►

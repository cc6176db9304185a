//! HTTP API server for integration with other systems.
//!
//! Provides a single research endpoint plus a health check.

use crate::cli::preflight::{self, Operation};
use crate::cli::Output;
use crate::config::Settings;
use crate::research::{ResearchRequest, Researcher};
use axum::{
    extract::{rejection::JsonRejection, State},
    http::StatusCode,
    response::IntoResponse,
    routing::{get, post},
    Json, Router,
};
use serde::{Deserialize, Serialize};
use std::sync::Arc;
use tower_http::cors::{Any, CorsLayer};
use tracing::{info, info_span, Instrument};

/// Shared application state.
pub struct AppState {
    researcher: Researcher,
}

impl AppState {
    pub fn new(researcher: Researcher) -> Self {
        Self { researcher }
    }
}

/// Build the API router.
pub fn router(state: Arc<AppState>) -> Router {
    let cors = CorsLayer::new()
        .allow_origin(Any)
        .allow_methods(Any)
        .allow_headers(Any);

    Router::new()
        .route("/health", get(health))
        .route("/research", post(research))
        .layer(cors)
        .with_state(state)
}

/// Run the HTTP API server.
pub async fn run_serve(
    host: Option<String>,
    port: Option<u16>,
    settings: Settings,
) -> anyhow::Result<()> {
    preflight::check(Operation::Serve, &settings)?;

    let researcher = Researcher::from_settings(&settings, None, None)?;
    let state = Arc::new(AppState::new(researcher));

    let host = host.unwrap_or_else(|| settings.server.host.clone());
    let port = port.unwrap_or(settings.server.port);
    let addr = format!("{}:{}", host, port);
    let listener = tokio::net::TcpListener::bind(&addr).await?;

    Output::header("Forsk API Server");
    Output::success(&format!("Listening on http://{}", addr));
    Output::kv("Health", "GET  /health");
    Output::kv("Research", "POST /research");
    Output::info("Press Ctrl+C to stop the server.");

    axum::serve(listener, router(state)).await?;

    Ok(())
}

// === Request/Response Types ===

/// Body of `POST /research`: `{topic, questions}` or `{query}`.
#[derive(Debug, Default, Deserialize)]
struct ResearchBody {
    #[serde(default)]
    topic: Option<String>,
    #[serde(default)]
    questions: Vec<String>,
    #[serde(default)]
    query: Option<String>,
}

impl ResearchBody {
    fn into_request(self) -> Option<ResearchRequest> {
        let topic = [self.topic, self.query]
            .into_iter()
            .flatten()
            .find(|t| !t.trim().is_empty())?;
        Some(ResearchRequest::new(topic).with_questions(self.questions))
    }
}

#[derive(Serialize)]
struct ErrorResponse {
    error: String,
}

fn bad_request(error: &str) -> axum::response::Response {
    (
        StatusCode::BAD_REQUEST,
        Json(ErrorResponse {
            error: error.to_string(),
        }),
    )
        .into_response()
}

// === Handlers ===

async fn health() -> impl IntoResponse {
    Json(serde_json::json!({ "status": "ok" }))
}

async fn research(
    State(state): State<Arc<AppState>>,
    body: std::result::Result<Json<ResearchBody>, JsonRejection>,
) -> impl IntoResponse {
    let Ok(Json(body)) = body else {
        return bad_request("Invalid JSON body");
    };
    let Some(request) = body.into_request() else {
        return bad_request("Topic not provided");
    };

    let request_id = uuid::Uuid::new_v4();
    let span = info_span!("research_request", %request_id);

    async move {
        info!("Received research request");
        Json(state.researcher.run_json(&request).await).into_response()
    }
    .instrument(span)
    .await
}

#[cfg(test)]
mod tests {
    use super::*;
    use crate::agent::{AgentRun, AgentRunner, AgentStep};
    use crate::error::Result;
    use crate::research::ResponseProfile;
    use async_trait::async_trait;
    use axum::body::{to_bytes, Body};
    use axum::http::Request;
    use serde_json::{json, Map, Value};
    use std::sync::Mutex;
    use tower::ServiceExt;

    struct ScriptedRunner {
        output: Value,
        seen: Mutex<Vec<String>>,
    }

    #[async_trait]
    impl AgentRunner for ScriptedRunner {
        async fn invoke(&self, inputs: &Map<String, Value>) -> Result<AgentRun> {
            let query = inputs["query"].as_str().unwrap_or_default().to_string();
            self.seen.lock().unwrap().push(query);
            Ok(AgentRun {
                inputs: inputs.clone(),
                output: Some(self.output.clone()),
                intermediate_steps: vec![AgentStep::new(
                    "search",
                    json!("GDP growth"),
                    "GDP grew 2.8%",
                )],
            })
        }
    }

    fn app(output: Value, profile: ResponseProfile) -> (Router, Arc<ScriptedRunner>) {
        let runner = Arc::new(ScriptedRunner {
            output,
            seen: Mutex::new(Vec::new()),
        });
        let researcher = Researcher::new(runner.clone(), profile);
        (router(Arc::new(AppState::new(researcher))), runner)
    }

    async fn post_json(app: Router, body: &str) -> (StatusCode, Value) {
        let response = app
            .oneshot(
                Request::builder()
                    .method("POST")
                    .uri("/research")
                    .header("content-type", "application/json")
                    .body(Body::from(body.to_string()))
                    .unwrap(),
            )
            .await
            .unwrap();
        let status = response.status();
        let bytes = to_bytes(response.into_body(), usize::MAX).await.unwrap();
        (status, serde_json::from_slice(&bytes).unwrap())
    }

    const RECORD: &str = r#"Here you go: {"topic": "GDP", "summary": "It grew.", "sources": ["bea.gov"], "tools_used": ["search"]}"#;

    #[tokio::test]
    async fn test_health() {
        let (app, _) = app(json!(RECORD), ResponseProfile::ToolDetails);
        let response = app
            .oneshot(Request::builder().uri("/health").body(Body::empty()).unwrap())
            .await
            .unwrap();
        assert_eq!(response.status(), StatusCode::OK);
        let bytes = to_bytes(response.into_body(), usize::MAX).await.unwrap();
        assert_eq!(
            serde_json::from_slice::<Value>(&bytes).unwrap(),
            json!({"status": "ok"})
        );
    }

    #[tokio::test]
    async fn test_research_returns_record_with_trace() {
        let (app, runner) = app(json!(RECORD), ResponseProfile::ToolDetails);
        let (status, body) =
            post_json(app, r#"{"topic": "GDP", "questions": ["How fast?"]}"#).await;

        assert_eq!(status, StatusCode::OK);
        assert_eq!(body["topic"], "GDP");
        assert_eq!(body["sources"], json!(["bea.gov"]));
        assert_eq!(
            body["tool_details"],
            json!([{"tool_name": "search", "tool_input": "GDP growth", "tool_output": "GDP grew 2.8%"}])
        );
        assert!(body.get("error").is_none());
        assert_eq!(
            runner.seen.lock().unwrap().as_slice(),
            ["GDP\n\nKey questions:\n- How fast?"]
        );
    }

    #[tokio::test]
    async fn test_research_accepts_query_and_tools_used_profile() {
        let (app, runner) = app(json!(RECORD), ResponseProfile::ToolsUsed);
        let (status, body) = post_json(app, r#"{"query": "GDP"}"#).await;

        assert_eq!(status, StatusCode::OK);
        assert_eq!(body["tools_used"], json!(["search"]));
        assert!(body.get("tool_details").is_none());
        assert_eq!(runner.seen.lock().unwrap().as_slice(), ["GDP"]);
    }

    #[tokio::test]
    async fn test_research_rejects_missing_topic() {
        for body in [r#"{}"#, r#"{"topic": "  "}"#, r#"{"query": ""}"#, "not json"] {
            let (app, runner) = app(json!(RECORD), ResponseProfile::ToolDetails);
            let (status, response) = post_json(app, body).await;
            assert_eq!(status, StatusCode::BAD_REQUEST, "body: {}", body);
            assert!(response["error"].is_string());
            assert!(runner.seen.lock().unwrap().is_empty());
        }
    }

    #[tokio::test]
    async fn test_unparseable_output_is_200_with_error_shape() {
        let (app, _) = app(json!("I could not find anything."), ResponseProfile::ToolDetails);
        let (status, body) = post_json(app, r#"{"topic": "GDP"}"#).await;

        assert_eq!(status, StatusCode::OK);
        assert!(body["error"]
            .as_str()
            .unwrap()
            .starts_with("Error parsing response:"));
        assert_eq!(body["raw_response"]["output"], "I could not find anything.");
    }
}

◄
►

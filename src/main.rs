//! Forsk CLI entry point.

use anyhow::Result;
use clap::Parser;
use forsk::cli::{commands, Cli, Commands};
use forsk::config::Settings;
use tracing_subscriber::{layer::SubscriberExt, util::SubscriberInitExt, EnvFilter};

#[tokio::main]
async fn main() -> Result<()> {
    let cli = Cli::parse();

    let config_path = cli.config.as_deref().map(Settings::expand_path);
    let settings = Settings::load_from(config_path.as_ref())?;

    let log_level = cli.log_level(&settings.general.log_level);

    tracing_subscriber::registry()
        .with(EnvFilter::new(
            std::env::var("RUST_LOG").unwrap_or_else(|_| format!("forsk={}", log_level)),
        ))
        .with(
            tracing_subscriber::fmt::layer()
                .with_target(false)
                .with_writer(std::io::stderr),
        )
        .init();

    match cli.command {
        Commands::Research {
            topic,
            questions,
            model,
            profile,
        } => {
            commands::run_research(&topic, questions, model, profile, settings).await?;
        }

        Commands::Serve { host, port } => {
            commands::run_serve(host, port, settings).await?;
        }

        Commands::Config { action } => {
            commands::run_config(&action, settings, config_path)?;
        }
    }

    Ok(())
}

◄
►

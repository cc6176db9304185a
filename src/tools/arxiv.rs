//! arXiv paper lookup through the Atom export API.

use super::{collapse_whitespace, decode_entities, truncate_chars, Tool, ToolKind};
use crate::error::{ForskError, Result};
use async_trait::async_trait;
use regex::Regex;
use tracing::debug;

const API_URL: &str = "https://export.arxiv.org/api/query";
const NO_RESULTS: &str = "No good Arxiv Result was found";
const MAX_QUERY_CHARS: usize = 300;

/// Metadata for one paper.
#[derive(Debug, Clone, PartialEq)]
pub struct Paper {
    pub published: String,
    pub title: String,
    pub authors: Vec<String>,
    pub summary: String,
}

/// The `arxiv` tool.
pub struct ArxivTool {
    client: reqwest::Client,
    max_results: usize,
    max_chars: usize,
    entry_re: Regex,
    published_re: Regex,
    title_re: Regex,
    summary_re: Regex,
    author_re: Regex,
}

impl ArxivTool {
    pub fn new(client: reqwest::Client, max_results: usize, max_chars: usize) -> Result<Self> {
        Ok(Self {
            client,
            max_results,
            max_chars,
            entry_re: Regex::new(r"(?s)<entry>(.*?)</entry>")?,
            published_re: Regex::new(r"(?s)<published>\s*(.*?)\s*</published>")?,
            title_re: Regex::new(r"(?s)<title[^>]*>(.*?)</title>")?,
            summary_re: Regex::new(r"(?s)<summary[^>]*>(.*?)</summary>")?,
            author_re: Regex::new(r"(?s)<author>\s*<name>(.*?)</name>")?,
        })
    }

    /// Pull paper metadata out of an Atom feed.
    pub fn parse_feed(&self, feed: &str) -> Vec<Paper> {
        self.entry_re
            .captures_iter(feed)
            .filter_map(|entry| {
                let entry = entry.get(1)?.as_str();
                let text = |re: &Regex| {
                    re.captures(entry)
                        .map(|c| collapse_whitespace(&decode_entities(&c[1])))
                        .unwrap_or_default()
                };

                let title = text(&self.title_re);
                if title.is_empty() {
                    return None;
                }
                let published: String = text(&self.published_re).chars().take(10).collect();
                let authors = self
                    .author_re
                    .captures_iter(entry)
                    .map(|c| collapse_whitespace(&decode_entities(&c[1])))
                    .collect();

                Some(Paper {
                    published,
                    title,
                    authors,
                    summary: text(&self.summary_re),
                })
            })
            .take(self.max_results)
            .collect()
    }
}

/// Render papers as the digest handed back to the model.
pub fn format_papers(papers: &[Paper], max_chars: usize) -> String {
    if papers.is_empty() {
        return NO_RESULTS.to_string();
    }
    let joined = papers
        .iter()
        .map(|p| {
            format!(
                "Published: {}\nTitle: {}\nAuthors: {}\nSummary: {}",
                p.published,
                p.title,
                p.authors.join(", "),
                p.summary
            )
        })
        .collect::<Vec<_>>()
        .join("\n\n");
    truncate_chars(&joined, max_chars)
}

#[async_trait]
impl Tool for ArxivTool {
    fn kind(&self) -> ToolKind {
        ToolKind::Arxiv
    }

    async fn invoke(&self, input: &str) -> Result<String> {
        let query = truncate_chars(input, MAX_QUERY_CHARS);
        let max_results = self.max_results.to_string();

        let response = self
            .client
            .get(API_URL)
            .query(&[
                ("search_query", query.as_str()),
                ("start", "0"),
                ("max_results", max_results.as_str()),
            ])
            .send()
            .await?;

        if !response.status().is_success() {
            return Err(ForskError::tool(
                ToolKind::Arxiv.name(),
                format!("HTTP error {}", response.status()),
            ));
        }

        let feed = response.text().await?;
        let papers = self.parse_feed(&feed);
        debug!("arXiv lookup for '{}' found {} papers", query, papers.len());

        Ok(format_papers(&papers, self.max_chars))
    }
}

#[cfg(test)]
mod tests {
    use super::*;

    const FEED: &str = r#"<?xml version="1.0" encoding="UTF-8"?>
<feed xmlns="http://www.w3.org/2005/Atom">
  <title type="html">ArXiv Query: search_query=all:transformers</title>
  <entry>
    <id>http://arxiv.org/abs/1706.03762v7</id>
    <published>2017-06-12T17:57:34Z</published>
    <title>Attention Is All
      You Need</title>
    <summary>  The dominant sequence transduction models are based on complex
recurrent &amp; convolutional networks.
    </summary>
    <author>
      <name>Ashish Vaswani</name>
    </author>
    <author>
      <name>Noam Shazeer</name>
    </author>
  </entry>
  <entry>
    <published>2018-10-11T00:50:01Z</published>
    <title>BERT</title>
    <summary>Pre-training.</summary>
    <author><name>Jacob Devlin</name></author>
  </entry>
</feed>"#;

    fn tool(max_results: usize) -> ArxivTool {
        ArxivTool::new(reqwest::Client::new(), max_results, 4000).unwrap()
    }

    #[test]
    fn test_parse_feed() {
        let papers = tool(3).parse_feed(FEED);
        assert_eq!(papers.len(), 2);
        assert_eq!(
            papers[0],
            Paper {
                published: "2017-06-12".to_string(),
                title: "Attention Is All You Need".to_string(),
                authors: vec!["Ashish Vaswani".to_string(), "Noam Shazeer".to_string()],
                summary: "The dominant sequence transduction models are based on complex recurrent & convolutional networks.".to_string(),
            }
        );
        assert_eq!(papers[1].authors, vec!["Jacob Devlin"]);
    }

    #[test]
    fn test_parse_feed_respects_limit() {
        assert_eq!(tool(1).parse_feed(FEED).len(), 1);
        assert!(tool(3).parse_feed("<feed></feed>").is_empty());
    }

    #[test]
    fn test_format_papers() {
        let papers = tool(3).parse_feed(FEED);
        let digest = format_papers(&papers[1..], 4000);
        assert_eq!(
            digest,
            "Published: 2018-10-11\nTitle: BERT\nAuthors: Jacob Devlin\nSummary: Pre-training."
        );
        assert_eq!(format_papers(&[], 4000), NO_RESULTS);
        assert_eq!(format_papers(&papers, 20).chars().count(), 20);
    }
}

◄

What you are asked to do
Copy each line of the data that contains the word "JsonRejection".

Written solution
    extract::{rejection::JsonRejection, State},
    body: std::result::Result<Json<ResearchBody>, JsonRejection>,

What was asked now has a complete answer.